Summer Assignment: Get Out of Your Studio

Tuesday July 01, 2008 by Juliette Wolf-Robin, ADBASE

Posted in: Stimulating Creativity

The title "professional artist" conjures up idyllic images of a leisurely life spent pondering ideas and making art on a whim. Your parents may even wonder out-loud what it is you actually do with your day. But as any professional artist can attest, the reality is that the "job" consists mainly of taking on all the responsibilities of being in business, as well as looking for clients, before an opportunity to be creative begins. Running a business involves marketing, estimating, billing, managing staff, researching the latest software, computers, printers, cameras and other tools of the trade, as well as knowing a little about everything in order to produce and deliver jobs successfully. The life of a freelancer is dominated by the perpetual search for new business. How do you stay creative with so many right brain tasks demanding your attention?

Your success as an artist depends on your ability to manage a business. It is also critically important, however, that you stay inspired. That is why my marketing advice today is that you step away from the studio. Take time to care for your most valuable asset: your creativity. Make a concerted effort to keep your mind fresh and keep new ideas flowing.

Of course, you must prepare for this time away. Free time never presents itself openly; it must be scheduled, as any job would be. Work it around your upcoming marketing program. Consider when you will be producing and delivering your next promotional piece. Then plan your personal "recharging" escape just before it is sent. In this way you will be better mentally prepared for the next round of projects.

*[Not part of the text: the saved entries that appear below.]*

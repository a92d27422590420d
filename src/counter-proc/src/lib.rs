use std::str::FromStr;

use aho_corasick::AhoCorasick;
use litrs::StringLit;
use proc_macro::{Delimiter, Group, Literal, Punct, Spacing, TokenStream, TokenTree};

const ENV_COMPILED_COUNTERS: &str =
    include_str!(concat!(env!("OUT_DIR"), "/env_compiled_counters.txt"));

#[proc_macro]
pub fn cfg_aho(input: TokenStream) -> TokenStream {
    // Parse input
    let mut input = input.into_iter();

    let Some(TokenTree::Group(if_okay)) = input.next() else {
        return pm_error("expected group as first argument");
    };

    let Some(TokenTree::Group(if_not_okay)) = input.next() else {
        return pm_error("expected group as second argument");
    };

    let name = match input.next() {
        Some(tt) => strip_parent_macro_groups(tt),
        None => return if_okay.stream(),
    };

    let name = match StringLit::try_from(name) {
        Ok(name) => name,
        Err(err) => {
            return pm_error(&format!(
                "expected filter string to be a string literal: {err}"
            ))
        }
    };

    if input.next().is_some() {
        return pm_error("expected at most three arguments");
    }

    // Build a filter
    let filter = AhoCorasick::builder()
        .ascii_case_insensitive(true)
        .build(ENV_COMPILED_COUNTERS.split(','))
        .unwrap();

    if filter.is_match(name.value()) {
        if_okay.stream()
    } else {
        if_not_okay.stream()
    }
}

fn pm_error(text: &str) -> TokenStream {
    TokenStream::from_iter(
        TokenStream::from_str("::core::compile_error!")
            .unwrap()
            .into_iter()
            .chain([
                TokenTree::Group(Group::new(
                    Delimiter::Parenthesis,
                    TokenStream::from_iter([TokenTree::Literal(Literal::string(text))]),
                )),
                TokenTree::Punct(Punct::new(';', Spacing::Joint)),
            ]),
    )
}

fn strip_parent_macro_groups(mut token: TokenTree) -> TokenTree {
    loop {
        let TokenTree::Group(group) = token.clone() else {
            break;
        };

        if group.delimiter() != Delimiter::None {
            break;
        }

        let mut group = group.stream().into_iter();
        let Some(first) = group.next() else {
            break;
        };
        if group.next().is_some() {
            break;
        }

        token = first;
    }

    token
}
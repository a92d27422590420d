use std::ops::{Deref, DerefMut};

// === Helpers === //

type DynSmartPtrBox<'p, T> = smallbox::SmallBox<
    dyn 'p + DynSmartPtrInner<'p, Pointee = T>,
    *const dyn DynSmartPtrInner<'p, Pointee = T>,
>;

trait DynSmartPtrInner<'p> {
    type Pointee: ?Sized;

    fn deref(&self) -> &Self::Pointee;

    fn deref_mut(&mut self) -> &mut Self::Pointee;

    fn clone_boxed(&self) -> DynSmartPtrBox<'p, Self::Pointee>;
}

// === DynRef === //

// Public
pub struct DynRef<'p, T: ?Sized>(DynSmartPtrBox<'p, T>);

impl<'p, T: ?Sized> DynRef<'p, T> {
    pub fn new(ptr: impl 'p + Deref<Target = T>) -> Self {
        Self(smallbox::smallbox!(DynRefInner(ptr)))
    }
}

impl<'p, T: ?Sized> Deref for DynRef<'p, T> {
    type Target = T;

    fn deref(&self) -> &Self::Target {
        DynSmartPtrInner::deref(&*self.0)
    }
}

// Inner
struct DynRefInner<T>(T);

impl<'p, T: Deref> DynSmartPtrInner<'p> for DynRefInner<T> {
    type Pointee = T::Target;

    fn deref(&self) -> &Self::Pointee {
        &self.0
    }

    fn deref_mut(&mut self) -> &mut Self::Pointee {
        unreachable!()
    }

    fn clone_boxed(&self) -> DynSmartPtrBox<'p, Self::Pointee> {
        unreachable!()
    }
}

// === CloneDynRef === //

// Public
pub struct CloneDynRef<'p, T: ?Sized>(DynSmartPtrBox<'p, T>);

impl<'p, T: ?Sized> CloneDynRef<'p, T> {
    pub fn new(ptr: impl 'p + Clone + Deref<Target = T>) -> Self {
        Self(smallbox::smallbox!(CloneDynRefInner(ptr)))
    }
}

impl<'p, T: ?Sized> Clone for CloneDynRef<'p, T> {
    fn clone(&self) -> Self {
        Self(self.0.clone_boxed())
    }
}

impl<'p, T: ?Sized> Deref for CloneDynRef<'p, T> {
    type Target = T;

    fn deref(&self) -> &Self::Target {
        DynSmartPtrInner::deref(&*self.0)
    }
}

// Inner
#[derive(Clone)]
struct CloneDynRefInner<T>(T);

impl<'p, T: 'p + Clone + Deref> DynSmartPtrInner<'p> for CloneDynRefInner<T> {
    type Pointee = T::Target;

    fn deref(&self) -> &Self::Pointee {
        &self.0
    }

    fn deref_mut(&mut self) -> &mut Self::Pointee {
        unreachable!()
    }

    fn clone_boxed(&self) -> DynSmartPtrBox<'p, Self::Pointee> {
        smallbox::smallbox!(self.clone())
    }
}

// === DynMut === //

// Public
pub struct DynMut<'p, T: ?Sized>(DynSmartPtrBox<'p, T>);

impl<'p, T: ?Sized> DynMut<'p, T> {
    pub fn new(ptr: impl 'p + DerefMut<Target = T>) -> Self {
        Self(smallbox::smallbox!(DynMutInner(ptr)))
    }
}

impl<'p, T: ?Sized> Deref for DynMut<'p, T> {
    type Target = T;

    fn deref(&self) -> &Self::Target {
        DynSmartPtrInner::deref(&*self.0)
    }
}

impl<'p, T: ?Sized> DerefMut for DynMut<'p, T> {
    fn deref_mut(&mut self) -> &mut Self::Target {
        DynSmartPtrInner::deref_mut(&mut *self.0)
    }
}

// Inner
struct DynMutInner<T>(T);

impl<'p, T: 'p + DerefMut> DynSmartPtrInner<'p> for DynMutInner<T> {
    type Pointee = T::Target;

    fn deref(&self) -> &Self::Pointee {
        &self.0
    }

    fn deref_mut(&mut self) -> &mut Self::Pointee {
        &mut self.0
    }

    fn clone_boxed(&self) -> DynSmartPtrBox<'p, Self::Pointee> {
        unimplemented!()
    }
}
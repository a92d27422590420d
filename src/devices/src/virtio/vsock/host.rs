//! Host-side API: connect to a port the guest is listening on, exchange
//! byte frames, close. Wraps the device's outbound queue and the worker's
//! per-port inbound demux.

use std::collections::HashMap;
use std::sync::atomic::{AtomicU32, Ordering};
use std::sync::{Arc, Mutex};
use std::time::Duration;

use crossbeam_channel::{bounded, Receiver, RecvTimeoutError, Sender};

use super::protocol::{VsockHeader, OP_REQUEST, OP_RW, OP_SHUTDOWN};
use super::device::{VsockSignalChannel, VsockSignalMask};

#[derive(Debug, thiserror::Error)]
pub enum VsockError {
    #[error("guest reset the connection")]
    Reset,
    #[error("timed out waiting for the guest")]
    Timeout,
    #[error("connection already closed")]
    Closed,
}

pub(super) enum ConnEvent {
    Connected,
    Data(Vec<u8>),
    Closed,
}

pub(super) struct PendingConn {
    pub src_port: u32,
    pub events: Sender<ConnEvent>,
}

#[derive(Default)]
pub(super) struct Connections {
    pub by_src_port: HashMap<u32, PendingConn>,
}

/// Shared state reachable from both the host-facing [`VsockChannel`] API
/// and the worker thread parsing the guest's tx queue.
pub struct VsockShared {
    pub(super) signals: Arc<VsockSignalChannel>,
    pub(super) outbound: Mutex<Vec<Vec<u8>>>,
    pub(super) conns: Mutex<Connections>,
    next_port: AtomicU32,
}

impl VsockShared {
    pub(super) fn new(signals: Arc<VsockSignalChannel>) -> Self {
        VsockShared {
            signals,
            outbound: Mutex::new(Vec::new()),
            conns: Mutex::new(Connections::default()),
            next_port: AtomicU32::new(0x8000_0000),
        }
    }

    fn enqueue(&self, header: VsockHeader, payload: &[u8]) {
        let mut frame = header.as_slice().to_vec();
        frame.extend_from_slice(payload);
        self.outbound.lock().unwrap().push(frame);
        self.signals.assert(VsockSignalMask::OUTBOUND);
    }
}

/// A connection the host opened to a port the guest is listening on.
pub struct VsockChannel {
    shared: Arc<VsockShared>,
    src_port: u32,
    dst_port: u32,
    events: Receiver<ConnEvent>,
}

impl VsockChannel {
    /// Sends a `VIRTIO_VSOCK_OP_REQUEST` and blocks until the guest accepts
    /// it with `OP_RESPONSE` or the timeout elapses.
    pub fn connect(shared: Arc<VsockShared>, dst_port: u32, timeout: Duration) -> Result<Self, VsockError> {
        let src_port = shared.next_port.fetch_add(1, Ordering::Relaxed);
        let (tx, rx) = bounded(16);
        shared
            .conns
            .lock()
            .unwrap()
            .by_src_port
            .insert(src_port, PendingConn { src_port, events: tx });

        shared.enqueue(VsockHeader::new(src_port, dst_port, OP_REQUEST, 0), &[]);

        let channel = VsockChannel { shared, src_port, dst_port, events: rx };
        match channel.events.recv_timeout(timeout) {
            Ok(ConnEvent::Connected) => Ok(channel),
            Ok(ConnEvent::Closed) | Err(RecvTimeoutError::Disconnected) => Err(VsockError::Reset),
            Ok(ConnEvent::Data(_)) => Ok(channel),
            Err(RecvTimeoutError::Timeout) => Err(VsockError::Timeout),
        }
    }

    pub fn send(&self, data: &[u8]) {
        self.shared
            .enqueue(VsockHeader::new(self.src_port, self.dst_port, OP_RW, data.len() as u32), data);
    }

    /// Collects `OP_RW` payloads until the guest shuts the connection down
    /// or the timeout elapses, returning the concatenated bytes.
    pub fn recv_until_closed(&self, timeout: Duration) -> Result<Vec<u8>, VsockError> {
        let mut buf = Vec::new();
        loop {
            match self.events.recv_timeout(timeout) {
                Ok(ConnEvent::Data(chunk)) => buf.extend_from_slice(&chunk),
                Ok(ConnEvent::Closed) => return Ok(buf),
                Ok(ConnEvent::Connected) => continue,
                Err(RecvTimeoutError::Disconnected) => return Ok(buf),
                Err(RecvTimeoutError::Timeout) => return Err(VsockError::Timeout),
            }
        }
    }
}

impl Drop for VsockChannel {
    fn drop(&mut self) {
        self.shared.conns.lock().unwrap().by_src_port.remove(&self.src_port);
        self.shared
            .enqueue(VsockHeader::new(self.src_port, self.dst_port, OP_SHUTDOWN, 0), &[]);
    }
}

pub(super) fn reset_all(conns: &Mutex<Connections>) {
    for (_, conn) in conns.lock().unwrap().by_src_port.drain() {
        let _ = conn.events.send(ConnEvent::Closed);
    }
}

How will you recharge? Where will you find inspiration on demand? Begin by going back and looking at the work of the masters in your field; remember why you originally wanted to be an artist. Re-engage yourself with the use of color. Jasper John's exhibit at the MET in New York, of all grey and black work, for example, reminds one of the nuances within the absence of color.

When was the last occasion you spent time alone in New York just visiting museums and galleries? This is not the same as a family vacation. This is your selfish, quiet time when you get back in touch with the root of creativity. If you prefer more structured programs, consider ways that will help make you a better artist; whether it's taking a drawing class or a workshop, attending an industry conference or meeting with a consultant.

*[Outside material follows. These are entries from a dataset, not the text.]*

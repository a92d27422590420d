#![allow(clippy::missing_safety_doc)]

use std::{mem, ops::Deref, rc::Rc, sync::Arc};

pub unsafe trait CastableRef<'p>: Sized + Deref {
    type WithPointee<V: ?Sized>: CastableRef<'p, Target = V>
    where
        V: 'p;

    unsafe fn from_raw(raw: *const Self::Target) -> Self;

    fn into_raw(me: Self) -> *const Self::Target;

    fn map<V: ?Sized>(self, convert: impl FnOnce(&Self::Target) -> &V) -> Self::WithPointee<V> {
        let original = &*self;
        let converted = convert(original);

        assert_eq!(
            original as *const Self::Target as *const (),
            converted as *const V as *const ()
        );
        assert_eq!(mem::size_of_val(original), mem::size_of_val(converted));

        let converted = converted as *const V;

        let _ = CastableRef::into_raw(self);
        unsafe { CastableRef::from_raw(converted) }
    }
}

unsafe impl<'p, T: ?Sized> CastableRef<'p> for &'p T {
    type WithPointee<V: ?Sized> = &'p V where V: 'p;

    unsafe fn from_raw(raw: *const Self::Target) -> Self {
        &*raw
    }

    fn into_raw(me: Self) -> *const Self::Target {
        me
    }
}

unsafe impl<'p, T: ?Sized> CastableRef<'p> for Rc<T> {
    type WithPointee<V: ?Sized> = Rc<V> where V: 'p;

    unsafe fn from_raw(raw: *const Self::Target) -> Self {
        Rc::from_raw(raw)
    }

    fn into_raw(me: Self) -> *const Self::Target {
        Rc::into_raw(me)
    }
}

unsafe impl<'p, T: ?Sized> CastableRef<'p> for Arc<T> {
    type WithPointee<V: ?Sized> = Arc<V> where V: 'p;

    unsafe fn from_raw(raw: *const Self::Target) -> Self {
        Arc::from_raw(raw)
    }

    fn into_raw(me: Self) -> *const Self::Target {
        Arc::into_raw(me)
    }
}
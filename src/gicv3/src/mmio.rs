// Copyright 2023 The arm-gic Authors.
// This project is dual-licensed under Apache 2.0 and MIT terms.
// See LICENSE-APACHE and LICENSE-MIT for details.

use bitflags::bitflags;

// === Entry Point === //

#[repr(C)]
pub struct GicFullMap {
    pub gicd: GICD,
    pub gicr: GICR,
    pub sgi: SGI,
}

// === Common === //

// See section 12.1.13 of spec.
#[repr(C)]
pub struct CoreLinkIdRegisters {
    _reserved0: [u32; 6],
    pub pidr2: u32,
    _reserved1: [u32; 5],
}

// === Distributor === //

bitflags! {
    #[repr(transparent)]
    #[derive(Copy, Clone, Debug, Eq, PartialEq)]
    pub struct GicdCtlr: u32 {
        const RWP = 1 << 31;
        const nASSGIreq = 1 << 8;
        const E1NWF = 1 << 7;
        const DS = 1 << 6;
        const ARE_NS = 1 << 5;
        const ARE_S = 1 << 4;
        const EnableGrp1S = 1 << 2;
        const EnableGrp1NS = 1 << 1;
        const EnableGrp0 = 1 << 0;
    }
}

/// GIC Distributor registers.
#[allow(clippy::upper_case_acronyms)]
#[repr(C, align(8))]
pub struct GICD {
    /// Distributor control register.
    pub ctlr: GicdCtlr,
    /// Interrupt controller type register.
    pub typer: u32,
    /// Distributor implementer identification register.
    pub iidr: u32,
    /// Interrupt controller type register 2.
    pub typer2: u32,
    /// Error reporting status register.
    pub statusr: u32,
    _reserved0: [u32; 3],
    /// Implementation defined registers.
    pub implementation_defined: [u32; 8],
    /// Set SPI register.
    pub setspi_nsr: u32,
    _reserved1: u32,
    /// Clear SPI register.
    pub clrspi_nsr: u32,
    _reserved2: u32,
    /// Set SPI secure register.
    pub setspi_sr: u32,
    _reserved3: u32,
    /// Clear SPI secure register.
    pub clrspi_sr: u32,
    _reserved4: [u32; 9],
    /// Interrupt group registers.
    pub igroupr: [u32; 32],
    /// Interrupt set-enable registers.
    pub isenabler: [u32; 32],
    /// Interrupt clear-enable registers.
    pub icenabler: [u32; 32],
    /// Interrupt set-pending registers.
    pub ispendr: [u32; 32],
    /// Interrupt clear-pending registers.
    pub icpendr: [u32; 32],
    /// Interrupt set-active registers.
    pub isactiver: [u32; 32],
    /// Interrupt clear-active registers.
    pub icactiver: [u32; 32],
    /// Interrupt priority registers.
    pub ipriorityr: [u8; 1024],
    /// Interrupt processor targets registers.
    pub itargetsr: [u32; 256],
    /// Interrupt configuration registers.
    pub icfgr: [u32; 64],
    /// Interrupt group modifier registers.
    pub igrpmodr: [u32; 32],
    _reserved5: [u32; 32],
    /// Non-secure access control registers.
    pub nsacr: [u32; 64],
    /// Software generated interrupt register.
    pub sigr: u32,
    _reserved6: [u32; 3],
    /// SGI clear-pending registers.
    pub cpendsgir: [u32; 4],
    /// SGI set-pending registers.
    pub spendsgir: [u32; 4],
    _reserved7: [u32; 20],
    /// Non-maskable interrupt registers.
    pub inmir: [u32; 32],
    /// Interrupt group registers for extended SPI range.
    pub igroupr_e: [u32; 32],
    _reserved8: [u32; 96],
    /// Interrupt set-enable registers for extended SPI range.
    pub isenabler_e: [u32; 32],
    _reserved9: [u32; 96],
    /// Interrupt clear-enable registers for extended SPI range.
    pub icenabler_e: [u32; 32],
    _reserved10: [u32; 96],
    /// Interrupt set-pending registers for extended SPI range.
    pub ispendr_e: [u32; 32],
    _reserved11: [u32; 96],
    /// Interrupt clear-pending registers for extended SPI range.
    pub icpendr_e: [u32; 32],
    _reserved12: [u32; 96],
    /// Interrupt set-active registers for extended SPI range.
    pub isactive_e: [u32; 32],
    _reserved13: [u32; 96],
    /// Interrupt clear-active registers for extended SPI range.
    pub icactive_e: [u32; 32],
    _reserved14: [u32; 224],
    /// Interrupt priority registers for extended SPI range.
    pub ipriorityr_e: [u8; 1024],
    _reserved15: [u32; 768],
    /// Extended SPI configuration registers.
    pub icfgr_e: [u32; 64],
    _reserved16: [u32; 192],
    /// Interrupt group modifier registers for extended SPI range.
    pub igrpmodr_e: [u32; 32],
    _reserved17: [u32; 96],
    /// Non-secure access control registers for extended SPI range.
    pub nsacr_e: [u32; 32],
    _reserved18: [u32; 288],
    /// Non-maskable interrupt registers for extended SPI range.
    pub inmr_e: [u32; 32],
    _reserved19: [u32; 2400],
    /// Interrupt routing registers.
    // N.B. To avoid weird alignment issue (nothing else in this structure is aligned to an 8 byte
    // boundary), we're representing the each `u64` as two `u32`s.
    pub irouter: [[u32; 2]; 988],
    _reserved20: [u32; 8],
    /// Interrupt routing registers for extended SPI range.
    pub irouter_e: [u32; 2048],
    _reserved21: [u32; 2048],
    /// Implementation defined registers.
    pub implementation_defined2: [u32; 4084],
    /// ID registers.
    pub id_registers: CoreLinkIdRegisters,
}

bitflags! {
    #[repr(transparent)]
    #[derive(Copy, Clone, Debug, Eq, PartialEq)]
    pub struct Waker: u32 {
        const CHILDREN_ASLEEP = 1 << 2;
        const PROCESSOR_SLEEP = 1 << 1;
    }
}

// === Redistributor === //

/// GIC Redistributor registers.
#[allow(clippy::upper_case_acronyms)]
#[repr(C, align(8))]
pub struct GICR {
    /// Redistributor control register.
    pub ctlr: u32,
    /// Implementer identification register.
    pub iidr: u32,
    /// Redistributor type register.
    pub typer: u64,
    /// Error reporting status register.
    pub statusr: u32,
    /// Redistributor wake register.
    pub waker: Waker,
    /// Report maximum PARTID and PMG register.
    pub mpamidr: u32,
    /// Set PARTID and PMG register.
    pub partidr: u32,
    /// Implementation defined registers.
    pub implementation_defined1: [u32; 8],
    /// Set LPI pending register.
    pub setlprir: u64,
    /// Clear LPI pending register.
    pub clrlpir: u64,
    _reserved0: [u32; 8],
    /// Redistributor properties base address register.
    pub propbaser: u64,
    /// Redistributor LPI pending table base address register.
    pub pendbaser: u64,
    _reserved1: [u32; 8],
    /// Redistributor invalidate LPI register.
    pub invlpir: u64,
    _reserved2: u64,
    /// Redistributor invalidate all register.
    pub invallr: u64,
    _reserved3: u64,
    /// Redistributor synchronize register.
    pub syncr: u32,
    _reserved4: [u32; 15],
    /// Implementation defined registers.
    pub implementation_defined2: u64,
    _reserved5: u64,
    /// Implementation defined registers.
    pub implementation_defined3: u64,
    _reserved6: [u32; 12218],
    /// Implementation defined registers.
    pub implementation_defined4: [u32; 4084],
    /// ID registers.
    pub id_registers: CoreLinkIdRegisters,
}

/// GIC Redistributor SGI and PPI registers.
#[allow(clippy::upper_case_acronyms)]
#[repr(C, align(8))]
pub struct SGI {
    _reserved0: [u32; 32],
    /// Interrupt group register 0.
    pub igroupr0: u32,
    /// Interrupt group registers for extended PPI range.
    pub igroupr_e: [u32; 2],
    _reserved1: [u32; 29],
    /// Interrupt set-enable register 0.
    pub isenabler0: u32,
    /// Interrupt set-enable registers for extended PPI range.
    pub isenabler_e: [u32; 2],
    _reserved2: [u32; 29],
    /// Interrupt clear-enable register 0.
    pub icenabler0: u32,
    /// Interrupt clear-enable registers for extended PPI range.
    pub icenabler_e: [u32; 2],
    _reserved3: [u32; 29],
    /// Interrupt set-pending register 0.
    pub ispendr0: u32,
    /// Interrupt set-pending registers for extended PPI range.
    pub ispendr_e: [u32; 2],
    _reserved4: [u32; 29],
    /// Interrupt clear-pending register 0.
    pub icpendr0: u32,
    /// Interrupt clear-pending registers for extended PPI range.
    pub icpendr_e: [u32; 2],
    _reserved5: [u32; 29],
    /// Interrupt set-active register 0.
    pub isactiver0: u32,
    /// Interrupt set-active registers for extended PPI range.
    pub isactive_e: [u32; 2],
    _reserved6: [u32; 29],
    /// Interrupt clear-active register 0.
    pub icactiver0: u32,
    /// Interrupt clear-active registers for extended PPI range.
    pub icactive_e: [u32; 2],
    _reserved7: [u32; 29],
    /// Interrupt priority registers.
    pub ipriorityr: [u8; 32],
    /// Interrupt priority registers for extended PPI range.
    pub ipriorityr_e: [u8; 64],
    _reserved8: [u32; 488],
    /// SGI configuration register, PPI configuration register and extended PPI configuration
    /// registers.
    pub icfgr: [u32; 6],
    _reserved9: [u32; 58],
    /// Interrupt group modifier register 0.
    pub igrpmodr0: u32,
    /// Interrupt group modifier registers for extended PPI range.
    pub igrpmodr_e: [u32; 2],
    _reserved10: [u32; 61],
    /// Non-secure access control register.
    pub nsacr: u32,
    _reserved11: [u32; 95],
    /// Non-maskable interrupt register for PPIs.
    pub inmir0: u32,
    /// Non-maskable interrupt register for extended PPIs.
    pub inmir_e: [u32; 31],
    _reserved12: [u32; 11264],
    /// Implementation defined registers.
    pub implementation_defined: [u32; 4084],
    _reserved13: [u32; 12],
}

// === System Registers === //

crate::c_enum! {
    #[derive(Debug, Copy, Clone, Eq, PartialEq)]
    #[allow(non_camel_case_types)]
    pub enum GicSysReg(u64) {
        CNTPCT_EL0 = 0x32F800,
        PMCCNTR_EL0 = 0x30E41A,
        ICC_AP0R0_EL1 = 0x383010,
        ICC_AP0R1_EL1 = 0x3A3010,
        ICC_AP0R2_EL1 = 0x3C3010,
        ICC_AP0R3_EL1 = 0x3E3010,
        ICC_AP1R0_EL1 = 0x303012,
        ICC_AP1R1_EL1 = 0x323012,
        ICC_AP1R2_EL1 = 0x343012,
        ICC_AP1R3_EL1 = 0x363012,
        ICC_ASGI1R_EL1 = 0x3C3016,
        ICC_BPR0_EL1 = 0x363010,
        ICC_BPR1_EL1 = 0x363018,
        ICC_CTLR_EL1 = 0x383018,
        ICC_DIR_EL1 = 0x323016,
        ICC_EOIR0_EL1 = 0x323010,
        ICC_EOIR1_EL1 = 0x323018,
        ICC_HPPIR0_EL1 = 0x343010,
        ICC_HPPIR1_EL1 = 0x343018,
        ICC_IAR0_EL1 = 0x303010,
        ICC_IAR1_EL1 = 0x303018,
        ICC_IGRPEN0_EL1 = 0x3C3018,
        ICC_IGRPEN1_EL1 = 0x3E3018,
        ICC_PMR_EL1 = 0x30100C,
        ICC_RPR_EL1 = 0x363016,
        ICC_SGI0R_EL1 = 0x3E3016,
        ICC_SGI1R_EL1 = 0x3A3016,
        ICC_SRE_EL1 = 0x3A3018,
    }
}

Need help reconnecting with what's going on out there or who to call? Check out the following resources for some ideas:

    A new website on New York City developed by Alison Curry, who many of you may know as one of our industry's own.
    Great for staying up on events, exhibit and interesting happenings in a number of major cities.

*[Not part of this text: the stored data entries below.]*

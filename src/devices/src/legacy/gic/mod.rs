// Copyright 2021 Red Hat, Inc.
// SPDX-License-Identifier: Apache-2.0

//! The virtual GICv3: MMIO register state lives in [`gicv3::GicV3`], actual
//! interrupt delivery to a running vCPU is handed off to Hypervisor.framework's
//! own virtual GIC via [`hvf::HvfVm::signal_spi`].

use std::sync::Arc;

use gicv3::GicV3;
use hvf::HvfVm;
use tracing::error;
use utils::Mutex;

use crate::bus::BusDevice;

/// SPIs start at INTID 32 (0-15 are SGIs, 16-31 PPIs); this is the usual
/// range a small aarch64 virtio-mmio guest needs one line per device.
const SPI_BASE: u32 = 32;
const SPI_COUNT: u32 = 32;

pub struct Gic {
    hvf_vm: Arc<HvfVm>,
    mmio: GicV3,
    dist_base: u64,
    redist_base: u64,
}

impl Gic {
    /// Builds the virtual GIC from the layout Hypervisor.framework reported
    /// when `hvf_vm` was created. Returns `None` on hosts without native GIC
    /// support (macOS < 15, or non-Apple-Silicon).
    pub fn new(hvf_vm: Arc<HvfVm>, vcpu_count: usize) -> Option<Self> {
        let layout = hvf_vm.gic_layout()?;
        Some(Gic {
            hvf_vm,
            mmio: GicV3::new(vcpu_count, SPI_BASE, SPI_COUNT),
            dist_base: layout.dist_base,
            redist_base: layout.redist_base,
        })
    }

    pub fn dist_base(&self) -> u64 {
        self.dist_base
    }

    pub fn dist_size(&self) -> u64 {
        GicV3::distributor_size()
    }

    pub fn redist_base(&self) -> u64 {
        self.redist_base
    }

    pub fn redist_size(&self) -> u64 {
        self.mmio.redistributor_region_size()
    }

    /// Asserts SPI line `irq_line` on the host's real (hardware-assisted)
    /// virtual GIC. `irq_line` is whatever was handed to the device via
    /// `VirtioDevice::set_irq_line`, validated here against the advertised
    /// SPI range before being forwarded to Hypervisor.framework.
    pub fn set_irq(&mut self, irq_line: u32) {
        match self.mmio.decode_spi_line(irq_line) {
            Ok(id) => {
                if let Err(e) = self.hvf_vm.signal_spi(id.0, true) {
                    error!("failed to signal spi {}: {:?}", id.0, e);
                }
            }
            Err(e) => error!("bad irq line {:#x}: {:?}", irq_line, e),
        }
    }

    /// A view onto the distributor MMIO frame, to register on the bus at
    /// [`Gic::dist_base`].
    pub fn distributor(gic: Arc<Mutex<Gic>>) -> GicDistributor {
        GicDistributor(gic)
    }

    /// A view onto the packed redistributor MMIO frames, to register on the
    /// bus at [`Gic::redist_base`].
    pub fn redistributor(gic: Arc<Mutex<Gic>>) -> GicRedistributor {
        GicRedistributor(gic)
    }
}

#[derive(Clone)]
pub struct GicDistributor(Arc<Mutex<Gic>>);

impl BusDevice for GicDistributor {
    fn read(&mut self, _vcpuid: u64, offset: u64, data: &mut [u8]) {
        self.0.lock().unwrap().mmio.read_distributor(offset, data);
    }

    fn write(&mut self, _vcpuid: u64, offset: u64, data: &[u8]) {
        self.0.lock().unwrap().mmio.write_distributor(offset, data);
    }
}

#[derive(Clone)]
pub struct GicRedistributor(Arc<Mutex<Gic>>);

impl BusDevice for GicRedistributor {
    fn read(&mut self, vcpuid: u64, offset: u64, data: &mut [u8]) {
        self.0
            .lock()
            .unwrap()
            .mmio
            .read_redistributor(gicv3::PeId(vcpuid as usize), offset, data);
    }

    fn write(&mut self, vcpuid: u64, offset: u64, data: &[u8]) {
        self.0
            .lock()
            .unwrap()
            .mmio
            .write_redistributor(gicv3::PeId(vcpuid as usize), offset, data);
    }
}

Another invaluable resource specifically for our industry is the Dart email newsletter. It outlines photo and illustration exhibits going on around the country each week. It's put out by American Illustration-American Photography but doesn't appear on any web site. Send them an email to sign up for it:

Looking for a hotel? This web site provides incredibly helpful information from other travelers about where to stay in any city on any budget:

There are infinite possibilities, even if you don't leave your hometown. Start with the local galleries or museums. Then go to a library or bookstore and spend an entire day just pouring over books. Start with the art books then sneak over and peak at those entrepreneurial business books and finish with a few glances at some inspirational guidebooks. I guarantee you'll walk away with some new ideas.

A revamp of your portfolio and web site may be needed for you to get excited about making those cold calls again. Your friends, your spouse, your partner and the people who work with you everyday are most often too close to give unfiltered advice. Pay a consultant to help you edit and look at your body of images with a fresh perspective. You can find top industry professionals on the ADBASE site.

Find ways to get enthusiastic about what you do before sending out your next mailer. It's imperative that you recharge. Make it your next assignment. Get out of your studio. It's your job.